Die Autoren warnen davor, dass die „Wetterkarten“ der Wissenschaft verzerrt werden könnten, wenn Wissenschaftler beginnen, KI zum Schreiben ihrer Arbeiten zu nutzen. So könnte das geschehen:
- Der Verschiebung des Vokabulars: KI schreibt tendenziell in einem sehr spezifischen, polierten Stil. Wenn alle dies nutzen, könnte die wissenschaftliche Schreibweise „homogenisiert“ werden (alle klingen gleich). Dies könnte den Anschein erwecken, dass Forschungsthemen stabiler sind, als sie eigentlich sind, wodurch neue, seltsame oder aufkommende Ideen verborgen bleiben.
- Die Verwässerung der Autorenschaft: Wenn eine KI beim Schreiben eines Papers hilft, wer ist dann der Autor? Das Paper argumentiert, dass dies eine Lücke zwischen dem Namen auf dem Papier und der tatsächlichen menschlichen Anstrengung schafft. Es könnte so aussehen, als würde eine Person eine enorme Menge an Arbeit leisten, während sie in Wirklichkeit nur ein Werkzeug nutzt, um die Arbeit zu beschleunigen.
- Die Referenz-Falle: KI „halluziniert“ manchmal (erfindet) gefälschte Referenzen. Selbst wenn sie das aufhört, könnte sie anfangen, immer wieder dieselben populären Arbeiten zu zitieren, weil dies das ist, was ihre Trainingsdaten nahelegen.

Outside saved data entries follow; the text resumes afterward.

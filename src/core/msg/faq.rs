use serde::{Deserialize, Serialize};

use crate::domain::carousel::Direction;

/// Messages that update the FAQ accordion
#[derive(Debug, Clone, PartialEq, Eq, Serialize, Deserialize)]
pub enum FaqMsg {
    /// A question was clicked or activated from the keyboard
    QuestionActivated(usize),
    CursorMoved(Direction),
}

Dies könnte die „Karte“ der Wissenschaft so verzerren, dass einige wenige Sterne viel heller leuchten als sie eigentlich sollten, während neue, weniger bekannte Ideen ignoriert werden.
Das Fazit
Das Paper kommt zu dem Schluss, dass Generative KI nicht nur ein neues Werkzeug ist; sie verändert das eigentliche Gefüge der Daten, mit denen Wissenschaftler die Wissenschaft untersuchen.
- Für den Roboter: Wir sollten ihn für das Große-Ganze-Sortieren und Zusammenfassen (Semantik) nutzen, müssen aber sehr vorsichtig sein, wenn wir ihn zur Beurteilung einzelner Personen oder spezifischer Kontexte (Pragmatik) einsetzen.

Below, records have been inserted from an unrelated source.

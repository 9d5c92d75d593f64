//! UI configuration
//!
//! This module contains configuration for UI appearance and behavior.

pub mod keybindings;
pub mod styles;

// Re-export for convenience
pub use keybindings::KeyBindings;
pub use styles::Styles;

- Für die Zukunft: Wir müssen wachsam sein. Wenn die KI unsere Arbeiten schreibt, könnten die „Metriken“, mit denen wir wissenschaftlichen Erfolg messen (wie Zitationszahlen oder Wortgebrauch), aufhören, die Wahrheit darüber zu sagen, wie die Wissenschaft tatsächlich voranschreitet.
Die Autoren fordern eine neue Ära der Forschung: Wir müssen untersuchen, wie die KI die Sprache der Wissenschaft verändert, damit wir nicht die Fähigkeit verlieren, die wahre Geschichte hinter den Daten zu verstehen.